## About this task:
Each of the records below must be reproduced exactly.

Saved data entries:
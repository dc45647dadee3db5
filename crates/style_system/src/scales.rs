//! Property-to-scale mapping and theme token resolution.

use serde_json::Value;

use crate::breakpoints::Breakpoints;
use crate::theme::Theme;
use crate::tokens::TokenConfig;
use crate::StyleObject;

#[derive(Debug, Clone, Copy, PartialEq, Eq, Hash)]
/// Theme scale a CSS property draws its tokens from.
pub enum ScaleKind {
    /// `theme.colors`
    Colors,
    /// `theme.space`
    Space,
    /// `theme.sizes`
    Sizes,
    /// `theme.radii`
    Radii,
    /// `theme.shadows`
    Shadows,
    /// `theme.fontSizes`
    FontSizes,
    /// `theme.fontWeights`
    FontWeights,
    /// `theme.zIndices`
    ZIndices,
}

/// Scale used to resolve values of a (camelCase) CSS property.
pub fn scale_for_property(property: &str) -> Option<ScaleKind> {
    let kind = match property {
        "color" | "background" | "backgroundColor" | "borderColor" | "borderTopColor"
        | "borderRightColor" | "borderBottomColor" | "borderLeftColor" | "outlineColor"
        | "fill" | "stroke" | "caretColor" => ScaleKind::Colors,
        "width" | "height" | "minWidth" | "maxWidth" | "minHeight" | "maxHeight" | "flexBasis" => {
            ScaleKind::Sizes
        }
        "gap" | "rowGap" | "columnGap" | "gridGap" | "gridRowGap" | "gridColumnGap" | "top"
        | "right" | "bottom" | "left" => ScaleKind::Space,
        "boxShadow" | "textShadow" => ScaleKind::Shadows,
        "fontSize" => ScaleKind::FontSizes,
        "fontWeight" => ScaleKind::FontWeights,
        "zIndex" => ScaleKind::ZIndices,
        other if other.starts_with("margin") || other.starts_with("padding") => ScaleKind::Space,
        other if other.starts_with("border") && other.ends_with("Radius") => ScaleKind::Radii,
        _ => return None,
    };
    Some(kind)
}

fn token_key(value: &Value) -> Option<String> {
    match value {
        Value::String(raw) => Some(raw.clone()),
        Value::Number(number) => Some(number.to_string()),
        _ => None,
    }
}

fn resolve_leaf(theme: &Theme, scale: Option<ScaleKind>, value: &Value) -> Value {
    let Some(scale) = scale else {
        return value.clone();
    };
    let Some(key) = token_key(value) else {
        return value.clone();
    };
    if let Some(found) = theme.token(scale, &key) {
        return found.clone();
    }
    if scale == ScaleKind::Space {
        if let Some(positive) = key.strip_prefix('-') {
            if let Some(Value::String(found)) = theme.token(scale, positive) {
                return Value::String(format!("-{found}"));
            }
        }
    }
    value.clone()
}

/// Replaces theme token references with their concrete values.
///
/// The scale is chosen from the property; responsive maps and arrays under a shorthand key use
/// the scale of its first expanded property. Unknown tokens pass through.
pub fn resolve_tokens(
    theme: &Theme,
    config: &TokenConfig,
    breakpoints: &Breakpoints,
    props: &StyleObject,
) -> StyleObject {
    let mut resolved = StyleObject::new();
    for (prop, value) in props {
        let scale = config
            .expand(prop)
            .first()
            .and_then(|target| scale_for_property(target));
        let next = match value {
            Value::Object(nested)
                if !nested.is_empty() && nested.keys().all(|key| breakpoints.contains(key)) =>
            {
                Value::Object(
                    nested
                        .iter()
                        .map(|(bp, leaf)| (bp.clone(), resolve_leaf(theme, scale, leaf)))
                        .collect(),
                )
            }
            Value::Object(nested) => {
                Value::Object(resolve_tokens(theme, config, breakpoints, nested))
            }
            Value::Array(items) => Value::Array(
                items
                    .iter()
                    .map(|leaf| resolve_leaf(theme, scale, leaf))
                    .collect(),
            ),
            leaf => resolve_leaf(theme, scale, leaf),
        };
        resolved.insert(prop.clone(), next);
    }
    resolved
}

## Your solution:
repository dc45647dadee3db5
filename crates/style_system/src/scales.rs
//! Property-to-scale mapping and theme token resolution.

use serde_json::Value;

use crate::breakpoints::Breakpoints;
use crate::theme::Theme;
use crate::tokens::TokenConfig;
use crate::StyleObject;

#[derive(Debug, Clone, Copy, PartialEq, Eq, Hash)]
/// Theme scale a CSS property draws its tokens from.
pub enum ScaleKind {
    /// `theme.colors`
    Colors,
    /// `theme.space`
    Space,
    /// `theme.sizes`
    Sizes,
    /// `theme.radii`
    Radii,
    /// `theme.shadows`
    Shadows,
    /// `theme.fontSizes`
    FontSizes,
    /// `theme.fontWeights`
    FontWeights,
    /// `theme.zIndices`
    ZIndices,
}

/// Scale used to resolve values of a (camelCase) CSS property.
pub fn scale_for_property(property: &str) -> Option<ScaleKind> {
    let kind = match property {
        "color" | "background" | "backgroundColor" | "borderColor" | "borderTopColor"
        | "borderRightColor" | "borderBottomColor" | "borderLeftColor" | "outlineColor"
        | "fill" | "stroke" | "caretColor" => ScaleKind::Colors,
        "width" | "height" | "minWidth" | "maxWidth" | "minHeight" | "maxHeight" | "flexBasis" => {
            ScaleKind::Sizes
        }
        "gap" | "rowGap" | "columnGap" | "gridGap" | "gridRowGap" | "gridColumnGap" | "top"
        | "right" | "bottom" | "left" => ScaleKind::Space,
        "boxShadow" | "textShadow" => ScaleKind::Shadows,
        "fontSize" => ScaleKind::FontSizes,
        "fontWeight" => ScaleKind::FontWeights,
        "zIndex" => ScaleKind::ZIndices,
        other if other.starts_with("margin") || other.starts_with("padding") => ScaleKind::Space,
        other if other.starts_with("border") && other.ends_with("Radius") => ScaleKind::Radii,
        _ => return None,
    };
    Some(kind)
}

fn token_key(value: &Value) -> Option<String> {
    match value {
        Value::String(raw) => Some(raw.clone()),
        Value::Number(number) => Some(number.to_string()),
        _ => None,
    }
}

fn resolve_leaf(theme: &Theme, scale: Option<ScaleKind>, value: &Value) -> Value {
    let Some(scale) = scale else {
        return value.clone();
    };
    let Some(key) = token_key(value) else {
        return value.clone();
    };
    if let Some(found) = theme.token(scale, &key) {
        return found.clone();
    }
    if scale == ScaleKind::Space {
        if let Some(positive) = key.strip_prefix('-') {
            if let Some(Value::String(found)) = theme.token(scale, positive) {
                return Value::String(format!("-{found}"));
            }
        }
    }
    value.clone()
}

/// Replaces theme token references with their concrete values.
///
/// The scale is chosen from the property; responsive maps and arrays under a shorthand key use
/// the scale of its first expanded property. Unknown tokens pass through.
pub fn resolve_tokens(
    theme: &Theme,
    config: &TokenConfig,
    breakpoints: &Breakpoints,
    props: &StyleObject,
) -> StyleObject {
    let mut resolved = StyleObject::new();
    for (prop, value) in props {
        let scale = config
            .expand(prop)
            .first()
            .and_then(|target| scale_for_property(target));
        let next = match value {
            Value::Object(nested)
                if !nested.is_empty() && nested.keys().all(|key| breakpoints.contains(key)) =>
            {
                Value::Object(
                    nested
                        .iter()
                        .map(|(bp, leaf)| (bp.clone(), resolve_leaf(theme, scale, leaf)))
                        .collect(),
                )
            }
            Value::Object(nested) => {
                Value::Object(resolve_tokens(theme, config, breakpoints, nested))
            }
            Value::Array(items) => Value::Array(
                items
                    .iter()
                    .map(|leaf| resolve_leaf(theme, scale, leaf))
                    .collect(),
            ),
            leaf => resolve_leaf(theme, scale, leaf),
        };
        resolved.insert(prop.clone(), next);
    }
    resolved
}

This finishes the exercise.